Could you please try adding sync --file-system $TMP_DIR/efi_virt
before the first umount
attempt (without the sleep
and the fuser
)?
thomas-merz commented at 2023-01-13 20:32:¶
I did:
++ sync --file-system /var/tmp/rear.9nhtp3oeToiJMS5/tmp/efi_virt
++ umount -v /var/tmp/rear.9nhtp3oeToiJMS5/tmp/efiboot.img
umount: /var/tmp/rear.9nhtp3oeToiJMS5/tmp/efi_virt: target is busy.
And voila - it's still mounted:
Filesystem Size Used Avail Use% Mounted on
/dev/loop0 96M 13M 84M 13% /var/tmp/rear.9nhtp3oeToiJMS5/tmp/efi_virt
π
pcahyna commented at 2023-01-13 20:48:¶
@thomas-merz thanks for trying...
jsmeix commented at 2023-01-26 14:18:¶
An addedum regarding fuser -v -m /path/to/something
see in
https://github.com/rear/rear/pull/2909
my recent commit
https://github.com/rear/rear/pull/2909/commits/f770c69ee7e2fadc7137a37b3c5596da0b62aedb
why one should use fuser with its '-M' option
fuser -v -M -m /path/to/something
instead of plain fuser -v -m /path/to/something
For example (on my openSUSE Leap 15.4 system):
# mount -v /dev/sda6 /other
mount: /dev/sda6 mounted on /other.
# fuser -v -m /other
USER PID ACCESS COMMAND
/other: root kernel mount /other
# fuser -v -M -m /other
USER PID ACCESS COMMAND
/other: root kernel mount /other
# umount -v /other
umount: /other unmounted
# fuser -v -m /other
USER PID ACCESS COMMAND
/other: root kernel mount /
root 1 .rce. systemd
root 2 .rc.. kthreadd
...
[about 300 more lines]
...
root 31953 .rc.. kvm-pit/31921
johannes 32016 .rce. ssh
johannes 32018 .rce. ssh-agent
# fuser -v -M -m /other
Specified filename /other is not a mountpoint.

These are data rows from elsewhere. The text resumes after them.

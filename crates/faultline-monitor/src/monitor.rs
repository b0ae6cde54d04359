//! ---
//! flt_section: "03-termination-monitor"
//! flt_subsection: "module"
//! flt_type: "source"
//! flt_scope: "code"
//! flt_description: "Termination criteria and the experiment watchdog."
//! flt_version: "v0.0.0-prealpha"
//! flt_owner: "tbd"
//! ---
use std::collections::{HashMap, HashSet};
use std::sync::Arc;
use std::time::Duration;

use faultline_common::config::MonitorSettings;
use faultline_metrics::MonitorMetrics;
use faultline_model::{Experiment, RunStatus};
use faultline_store::ExperimentStore;
use tokio::sync::{broadcast, watch};
use tokio::task::JoinHandle;
use tracing::{debug, info, warn};

use crate::criteria::{CriterionFactoryRegistry, TerminationCriterion};
use crate::Result;

/// Tuning for the two loop levels.
#[derive(Debug, Clone)]
pub struct MonitorOptions {
    /// Interval at which each outer loop re-lists active experiments.
    pub outer_interval: Duration,
    /// Interval at which each watcher evaluates its criteria.
    pub check_interval: Duration,
}

struct WatchedType {
    config_type: String,
    criteria: Arc<Vec<Arc<dyn TerminationCriterion>>>,
}

/// The termination monitor: one outer supervisor task per watched
/// config type, each owning a map of per-experiment watcher tasks.
pub struct Monitor {
    store: Arc<ExperimentStore>,
    watched: Vec<WatchedType>,
    options: MonitorOptions,
    metrics: MonitorMetrics,
}

impl Monitor {
    /// Resolve every configured criterion through the factory registry.
    /// Construction fails fast on an unknown criterion kind.
    pub fn from_settings(
        store: Arc<ExperimentStore>,
        settings: &MonitorSettings,
        factories: &CriterionFactoryRegistry,
        metrics: MonitorMetrics,
    ) -> Result<Self> {
        let mut watched = Vec::with_capacity(settings.watched.len());
        for entry in &settings.watched {
            let mut criteria = Vec::with_capacity(entry.criteria.len());
            for criterion in &entry.criteria {
                criteria.push(factories.build(&criterion.kind, &criterion.settings)?);
            }
            watched.push(WatchedType {
                config_type: entry.config_type.clone(),
                criteria: Arc::new(criteria),
            });
        }
        Ok(Self {
            store,
            watched,
            options: MonitorOptions {
                outer_interval: settings.outer_interval,
                check_interval: settings.check_interval,
            },
            metrics,
        })
    }

    /// Construct directly from resolved criteria, for tests and custom
    /// wiring.
    pub fn new(
        store: Arc<ExperimentStore>,
        config_type: impl Into<String>,
        criteria: Vec<Arc<dyn TerminationCriterion>>,
        options: MonitorOptions,
        metrics: MonitorMetrics,
    ) -> Self {
        Self {
            store,
            watched: vec![WatchedType {
                config_type: config_type.into(),
                criteria: Arc::new(criteria),
            }],
            options,
            metrics,
        }
    }

    /// Spawn one outer supervisor task per watched config type.
    pub fn spawn(self, shutdown: &broadcast::Sender<()>) -> Vec<JoinHandle<()>> {
        let Self {
            store,
            watched,
            options,
            metrics,
        } = self;
        watched
            .into_iter()
            .map(|watched| {
                let store = store.clone();
                let options = options.clone();
                let metrics = metrics.clone();
                let shutdown_rx = shutdown.subscribe();
                tokio::spawn(run_outer(store, watched, options, metrics, shutdown_rx))
            })
            .collect()
    }
}

/// Outer supervisor for one config type. The watcher map is owned and
/// mutated exclusively here: watchers never remove themselves, so the
/// outer loop cannot respawn a task whose teardown is still in flight.
async fn run_outer(
    store: Arc<ExperimentStore>,
    watched: WatchedType,
    options: MonitorOptions,
    metrics: MonitorMetrics,
    mut shutdown: broadcast::Receiver<()>,
) {
    let config_type = watched.config_type;
    let mut watchers: HashMap<String, watch::Sender<bool>> = HashMap::new();
    let mut ticker = tokio::time::interval(options.outer_interval);
    info!(config_type, interval = ?options.outer_interval, "termination monitor started");

    loop {
        tokio::select! {
            _ = shutdown.recv() => {
                debug!(config_type, "termination monitor shutdown");
                // Dropping the senders cancels every watcher.
                watchers.clear();
                break;
            }
            _ = ticker.tick() => {
                let active = match store.get_experiments(&config_type, RunStatus::Running) {
                    Ok(experiments) => experiments,
                    Err(err) => {
                        warn!(config_type, error = %err, "active experiment listing failed");
                        continue;
                    }
                };
                let active_ids: HashSet<&str> =
                    active.iter().map(|e| e.run.id.as_str()).collect();

                watchers.retain(|run_id, cancel| {
                    if active_ids.contains(run_id.as_str()) {
                        return true;
                    }
                    debug!(config_type, run_id, "tearing down watcher");
                    let _ = cancel.send(true);
                    false
                });

                for experiment in active {
                    if watchers.contains_key(&experiment.run.id) {
                        continue;
                    }
                    let (cancel_tx, cancel_rx) = watch::channel(false);
                    watchers.insert(experiment.run.id.clone(), cancel_tx);
                    tokio::spawn(run_watcher(
                        store.clone(),
                        experiment,
                        watched.criteria.clone(),
                        options.check_interval,
                        metrics.clone(),
                        cancel_rx,
                    ));
                }
            }
        }
    }
}

/// Per-experiment watcher: evaluate every criterion in order on each
/// tick. A termination flips a local flag and then waits for the outer
/// loop to notice the run left the active set; the watcher never tears
/// itself down.
async fn run_watcher(
    store: Arc<ExperimentStore>,
    experiment: Experiment,
    criteria: Arc<Vec<Arc<dyn TerminationCriterion>>>,
    check_interval: Duration,
    metrics: MonitorMetrics,
    mut cancel: watch::Receiver<bool>,
) {
    metrics.inc_watchers();
    let config_type = experiment.config_type();
    let run_id = experiment.run.id.clone();
    let mut terminated = false;
    let mut ticker = tokio::time::interval(check_interval);
    debug!(run_id = %run_id, config_type, "watcher started");

    loop {
        tokio::select! {
            // Both an explicit cancel and a dropped sender end the
            // watcher.
            _ = cancel.changed() => {
                break;
            }
            _ = ticker.tick() => {
                if terminated {
                    continue;
                }
                for criterion in criteria.iter() {
                    match criterion.should_terminate(&experiment) {
                        Ok(Some(reason)) => {
                            metrics.inc_evaluation(config_type, "terminate");
                            match store.cancel_experiment_run(&run_id, &reason) {
                                Ok(()) => {
                                    info!(run_id = %run_id, reason = %reason, "experiment terminated");
                                    metrics.inc_termination(config_type);
                                    terminated = true;
                                }
                                Err(err) => {
                                    // Retry on the next tick.
                                    warn!(run_id = %run_id, error = %err, "termination write failed");
                                }
                            }
                            break;
                        }
                        Ok(None) => {
                            metrics.inc_evaluation(config_type, "ok");
                        }
                        Err(err) => {
                            // Criterion errors never terminate and never
                            // stop the remaining criteria.
                            warn!(run_id = %run_id, error = %err, "criterion evaluation failed");
                            metrics.inc_evaluation(config_type, "error");
                        }
                    }
                }
            }
        }
    }
    debug!(run_id = %run_id, "watcher stopped");
    metrics.dec_watchers();
}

pcahyna commented at 2023-02-14 11:45:¶
Hi @jsmeix , good catch with -M
, indeed, if the filesystem is not
mounted at this point, the output would be very misleading.
Unfortunately, RHEL 6 does not yet have the fuser -M
flag, so I
suspect some of the SLES or openSUSE variants that you care about will
have the same problem.
jsmeix commented at 2023-02-14 12:01:¶
Hello @pcahyna
if you have a system where 'fuser' does not support '-M'
could you show me what 'fuser -v -M -m /dir' results?
Does it perhaps just ignore '-M' or does it error out?
pcahyna commented at 2023-02-14 12:27:¶
Hello @pcahyna
if you have a system where 'fuser' does not support '-M' could you show me what 'fuser -v -M -m /dir' results? Does it perhaps just ignore '-M' or does it error out?
# mount
/dev/mapper/vg_ciscoc240m301-lv_root on / type ext4 (rw)
(...)
/dev/sda1 on /boot type ext4 (rw)
# fuser -v -M -m /boot
M: unknown signal; fuser -l lists signals.
# echo $?
1
Weird, huh? That's on RHEL 6.
The manual page says:
fuser [-a|-s|-c] [-4|-6] [-n space ] [-k [-i] [-signal ] ] [-muvf] name ...
and we get bitten by the -signal
part.
jsmeix commented at 2023-03-20 12:18:¶
Regarding in
https://github.com/rear/rear/issues/2908#issuecomment-1429605894
what SLES versions support 'fuser ... -M ...':
SLES11 does not support 'fuser ... -M ...'
SLES12 and later support 'fuser ... -M ...'
Since ReaR 2.7 is released I do no longer care about SLES11, cf.
https://github.com/rear/rear/pull/2949#discussion_r1124225289
jsmeix commented at 2023-03-22 12:25:¶
With
https://github.com/rear/rear/pull/2909
merged
this issue should be sufficiently avoided.
[Export of Github issue for rear/rear.]